Stored items
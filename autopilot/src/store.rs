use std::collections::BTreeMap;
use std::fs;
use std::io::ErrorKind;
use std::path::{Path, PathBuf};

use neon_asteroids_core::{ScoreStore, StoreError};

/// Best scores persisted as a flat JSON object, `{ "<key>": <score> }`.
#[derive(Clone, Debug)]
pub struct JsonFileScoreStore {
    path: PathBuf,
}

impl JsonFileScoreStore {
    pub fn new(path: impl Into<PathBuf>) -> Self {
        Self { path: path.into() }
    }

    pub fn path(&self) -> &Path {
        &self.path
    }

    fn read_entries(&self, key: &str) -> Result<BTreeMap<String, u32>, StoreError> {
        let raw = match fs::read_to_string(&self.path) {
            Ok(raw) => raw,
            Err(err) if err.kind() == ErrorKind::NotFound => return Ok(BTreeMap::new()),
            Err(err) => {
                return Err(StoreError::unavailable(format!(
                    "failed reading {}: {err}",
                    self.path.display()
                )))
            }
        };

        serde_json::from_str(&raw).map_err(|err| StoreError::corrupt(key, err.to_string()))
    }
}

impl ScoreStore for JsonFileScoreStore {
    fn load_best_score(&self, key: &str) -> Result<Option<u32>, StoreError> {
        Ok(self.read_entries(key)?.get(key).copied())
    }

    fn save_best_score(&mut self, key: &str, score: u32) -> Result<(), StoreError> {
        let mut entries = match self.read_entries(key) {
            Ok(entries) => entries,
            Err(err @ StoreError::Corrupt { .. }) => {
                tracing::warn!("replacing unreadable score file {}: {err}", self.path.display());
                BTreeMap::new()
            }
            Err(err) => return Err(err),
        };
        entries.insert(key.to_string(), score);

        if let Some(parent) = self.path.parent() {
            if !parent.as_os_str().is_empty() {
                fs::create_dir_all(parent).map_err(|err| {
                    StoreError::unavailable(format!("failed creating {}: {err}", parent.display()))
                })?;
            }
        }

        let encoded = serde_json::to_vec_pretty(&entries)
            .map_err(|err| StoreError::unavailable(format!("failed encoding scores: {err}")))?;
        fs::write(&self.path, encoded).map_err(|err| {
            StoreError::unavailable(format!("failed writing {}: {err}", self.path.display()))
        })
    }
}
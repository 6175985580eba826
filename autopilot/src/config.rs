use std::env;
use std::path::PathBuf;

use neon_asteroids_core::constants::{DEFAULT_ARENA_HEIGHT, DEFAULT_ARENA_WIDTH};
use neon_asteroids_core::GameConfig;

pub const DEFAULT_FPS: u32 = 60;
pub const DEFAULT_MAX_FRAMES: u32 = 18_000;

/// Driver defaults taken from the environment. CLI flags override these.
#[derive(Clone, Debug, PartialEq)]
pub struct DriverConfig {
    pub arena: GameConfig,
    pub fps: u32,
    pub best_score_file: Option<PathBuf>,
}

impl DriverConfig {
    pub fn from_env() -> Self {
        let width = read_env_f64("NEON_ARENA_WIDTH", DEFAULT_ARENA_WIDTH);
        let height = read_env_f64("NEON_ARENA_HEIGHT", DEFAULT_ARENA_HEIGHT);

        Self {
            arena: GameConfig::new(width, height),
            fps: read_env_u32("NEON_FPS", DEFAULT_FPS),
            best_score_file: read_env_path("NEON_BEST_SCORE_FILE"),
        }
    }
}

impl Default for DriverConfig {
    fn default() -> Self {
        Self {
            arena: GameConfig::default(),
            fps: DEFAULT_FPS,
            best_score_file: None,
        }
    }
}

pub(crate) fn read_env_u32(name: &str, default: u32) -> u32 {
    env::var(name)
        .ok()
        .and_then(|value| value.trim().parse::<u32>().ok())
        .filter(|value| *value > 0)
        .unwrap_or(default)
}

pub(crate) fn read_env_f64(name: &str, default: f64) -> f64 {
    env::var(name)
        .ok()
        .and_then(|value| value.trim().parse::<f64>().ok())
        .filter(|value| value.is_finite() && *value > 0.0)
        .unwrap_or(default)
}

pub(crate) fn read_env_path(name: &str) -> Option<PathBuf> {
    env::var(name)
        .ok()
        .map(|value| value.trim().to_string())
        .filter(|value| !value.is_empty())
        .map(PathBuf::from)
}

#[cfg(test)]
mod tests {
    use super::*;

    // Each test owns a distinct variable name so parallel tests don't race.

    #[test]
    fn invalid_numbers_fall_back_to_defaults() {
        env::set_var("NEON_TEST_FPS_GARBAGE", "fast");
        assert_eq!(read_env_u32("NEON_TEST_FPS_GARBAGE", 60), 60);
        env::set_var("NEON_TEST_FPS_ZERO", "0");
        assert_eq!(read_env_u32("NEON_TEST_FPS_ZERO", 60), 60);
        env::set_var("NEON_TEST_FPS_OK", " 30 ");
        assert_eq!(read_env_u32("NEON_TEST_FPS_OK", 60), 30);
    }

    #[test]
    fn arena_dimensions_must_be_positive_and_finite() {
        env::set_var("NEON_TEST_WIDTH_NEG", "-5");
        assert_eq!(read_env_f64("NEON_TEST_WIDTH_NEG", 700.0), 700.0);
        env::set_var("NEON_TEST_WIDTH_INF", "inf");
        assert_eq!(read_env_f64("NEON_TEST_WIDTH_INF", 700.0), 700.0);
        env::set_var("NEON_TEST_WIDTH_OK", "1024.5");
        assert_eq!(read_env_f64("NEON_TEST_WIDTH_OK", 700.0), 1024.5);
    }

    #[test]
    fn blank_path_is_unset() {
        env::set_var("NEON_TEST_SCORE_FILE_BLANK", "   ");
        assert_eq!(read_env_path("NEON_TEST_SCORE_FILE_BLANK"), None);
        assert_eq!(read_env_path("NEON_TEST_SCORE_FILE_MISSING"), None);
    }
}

--

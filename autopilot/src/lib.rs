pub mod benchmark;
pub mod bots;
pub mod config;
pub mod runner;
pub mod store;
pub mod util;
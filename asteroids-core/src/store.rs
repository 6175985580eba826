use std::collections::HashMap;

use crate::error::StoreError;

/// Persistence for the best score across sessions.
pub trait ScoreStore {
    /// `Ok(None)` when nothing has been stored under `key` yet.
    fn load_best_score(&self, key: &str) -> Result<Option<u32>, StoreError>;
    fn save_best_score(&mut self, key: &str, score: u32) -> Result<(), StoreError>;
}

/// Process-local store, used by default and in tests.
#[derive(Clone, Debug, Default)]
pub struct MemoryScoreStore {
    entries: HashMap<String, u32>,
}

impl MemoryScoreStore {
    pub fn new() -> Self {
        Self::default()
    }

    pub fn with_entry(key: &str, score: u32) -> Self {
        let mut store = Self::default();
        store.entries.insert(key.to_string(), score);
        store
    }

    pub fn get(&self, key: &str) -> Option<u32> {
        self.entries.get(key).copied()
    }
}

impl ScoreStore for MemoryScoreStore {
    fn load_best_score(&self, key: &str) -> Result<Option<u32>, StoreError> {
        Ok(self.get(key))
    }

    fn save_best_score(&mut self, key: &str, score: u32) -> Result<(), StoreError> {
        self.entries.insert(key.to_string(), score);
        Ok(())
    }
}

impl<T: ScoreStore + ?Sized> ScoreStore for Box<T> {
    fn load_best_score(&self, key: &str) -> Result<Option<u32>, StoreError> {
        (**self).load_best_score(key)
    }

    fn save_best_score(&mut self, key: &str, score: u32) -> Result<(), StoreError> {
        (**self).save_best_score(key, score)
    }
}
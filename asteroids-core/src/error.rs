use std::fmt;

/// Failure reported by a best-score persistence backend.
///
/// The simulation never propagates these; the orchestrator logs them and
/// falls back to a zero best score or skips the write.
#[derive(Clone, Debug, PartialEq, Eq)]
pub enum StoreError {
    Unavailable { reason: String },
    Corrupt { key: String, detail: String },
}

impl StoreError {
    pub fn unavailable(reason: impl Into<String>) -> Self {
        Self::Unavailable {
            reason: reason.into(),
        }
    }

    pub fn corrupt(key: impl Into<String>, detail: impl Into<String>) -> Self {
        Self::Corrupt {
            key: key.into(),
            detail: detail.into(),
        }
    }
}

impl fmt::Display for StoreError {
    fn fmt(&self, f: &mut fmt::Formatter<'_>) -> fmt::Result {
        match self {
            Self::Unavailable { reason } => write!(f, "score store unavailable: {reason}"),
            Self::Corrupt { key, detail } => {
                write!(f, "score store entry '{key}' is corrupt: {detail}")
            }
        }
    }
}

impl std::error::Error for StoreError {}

Brief
If a line in the records above has the word "Debug", copy it.

Result
#[derive(Clone, Debug)]
#[derive(Clone, Debug, PartialEq)]
#[derive(Clone, Debug, Default)]
#[derive(Clone, Debug, PartialEq, Eq)]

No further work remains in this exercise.